KTM 450 Elsinore’un Kurt Caselli’nin mirasının bir göstergesi olduğunu gösteren tek şey motosikletin üzerinde bulunan yarışçının ‘66’ numarası değil. Kendisinin fabrika teknisyeni Anthony Di Basilio’dan alınan yardımla gidon üzerinde yer alan tüm kontroller, elcikler, manet’ler, peg’ler ve hatta jantlar bile Caselli’nin kendi yarış motosikletlerinde kullanmayı tercih ettiği kombinasyona göre seçilmiş. KTM’in 450’lik motorunda ise herhangi bir modifikasyon bulunmuyor ki zaten bu haliyle performans konusunda kıyafetlerini giydiği dedelerinden çok daha gelişmiş durumda. “Bunun tıpkı Kurt’ün seveceği türden düzenlemeye sahip bir motosiklet olabileceğini düşünüyoruz.

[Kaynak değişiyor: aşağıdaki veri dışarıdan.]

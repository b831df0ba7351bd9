use axum::{
    Json, Router,
    extract::{Path, State},
    http::StatusCode,
    routing::{get, put},
};
use cue_db::{
    models::Card,
    repositories::{card, deck},
};
use uuid::Uuid;
use validator::Validate;

use super::model::{CreateCardRequest, UpdateCardRequest};
use crate::{ApiState, auth::AuthUser, error::ApiError};

pub fn routes() -> Router<ApiState> {
    Router::new()
        .route("/decks/{deck_id}/cards", get(list_cards).post(create_card))
        .route("/cards/{card_id}", put(update_card).delete(delete_card))
}

async fn require_deck(state: &ApiState, deck_id: Uuid, user_id: Uuid) -> Result<(), ApiError> {
    deck::find_owned_deck(&state.pool, deck_id, user_id)
        .await?
        .map(|_| ())
        .ok_or_else(|| ApiError::NotFound("Deck not found".to_string()))
}

async fn create_card(
    auth_user: AuthUser,
    State(state): State<ApiState>,
    Path(deck_id): Path<Uuid>,
    Json(payload): Json<CreateCardRequest>,
) -> Result<(StatusCode, Json<Card>), ApiError> {
    payload.validate()?;
    require_deck(&state, deck_id, auth_user.user_id).await?;

    let created = card::create_card(
        &state.pool,
        deck_id,
        &payload.front,
        &payload.back,
        payload.tag.as_deref(),
    )
    .await?;

    Ok((StatusCode::CREATED, Json(created)))
}

async fn list_cards(
    auth_user: AuthUser,
    State(state): State<ApiState>,
    Path(deck_id): Path<Uuid>,
) -> Result<Json<Vec<Card>>, ApiError> {
    require_deck(&state, deck_id, auth_user.user_id).await?;
    Ok(Json(card::list_cards(&state.pool, deck_id).await?))
}

/// Edit the text of a card. Its schedule is left alone.
async fn update_card(
    auth_user: AuthUser,
    State(state): State<ApiState>,
    Path(card_id): Path<Uuid>,
    Json(payload): Json<UpdateCardRequest>,
) -> Result<Json<Card>, ApiError> {
    payload.validate()?;

    card::update_owned_card(
        &state.pool,
        card_id,
        auth_user.user_id,
        &payload.front,
        &payload.back,
    )
    .await?
    .map(Json)
    .ok_or_else(|| ApiError::NotFound("Card not found".to_string()))
}

async fn delete_card(
    auth_user: AuthUser,
    State(state): State<ApiState>,
    Path(card_id): Path<Uuid>,
) -> Result<StatusCode, ApiError> {
    if card::delete_owned_card(&state.pool, card_id, auth_user.user_id).await? {
        Ok(StatusCode::NO_CONTENT)
    } else {
        Err(ApiError::NotFound("Card not found".to_string()))
    }
}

Sele üzerindeyken bir gün Steve McQueen’le beraber sürüyormuş hissine kapılırken, başka bir gün Anaheim 1’de tekrar stok bir KTM 450 SX-F’yle yarışabilirsiniz ” diyor Roland. Yine de turuncu kanlı 450 Elsinore üzerinde daha birçok yeni parça ve emek bulunuyor:

 

FMF titanyum egzoz, Brembo fren kaliperleri, özel yapım eski tarz bir sele, Excel A60 jantlar, yeni fren hortumları, karter koruma, zincir koruması ve karbon fiber süspansiyon korumaları bu özel parçalardan sadece birkaçı.

 

Görünen o ki, içinde bulunduğumuz düzende markalar her ne kadar daha işlevsel ve yüksek performanslı motosikletler yaratma yolunda ilerleseler de, insanın eline fırsat geçtiğinde bitiş çizgisinden 2 saniye daha çabuk geçmek veya 3-5 kilo daha hafifleyerek daha iyi tur zamanı yapmak bir kenara bırakılıp, estetik ve duygu odaklı bir motosiklet yaratma tercihinde bulunuluyor. Belli ki gönül performans değil, ruh istiyor. Bu sade, doğal ve samimi ruhu her detayında yansıtan ve usta yarışçının ölümünden sonra birincil önceliği off road yarışçılarının güvenliği sağlamak olan Kurt Caselli Vakfı’na gelir sağlaması için açık arttırmayla satışa sunulacak olan KTM 450 Elsinore, hem 66 numara ile taşıdığı anlam hem de sahip olduğu genel yapısıyla gerçekten özel bir motosiklet. Peki 450 Elsinore, off road kökeni eskilere dayanan KTM için fabrika çıkışlı bir retro model üretmek adına neden ilham kaynağı olmasın? Benzer bir hamle yapan Husqvarna’nın neo-retro Svetpilen’inin yanına çok da yakışır aslında!?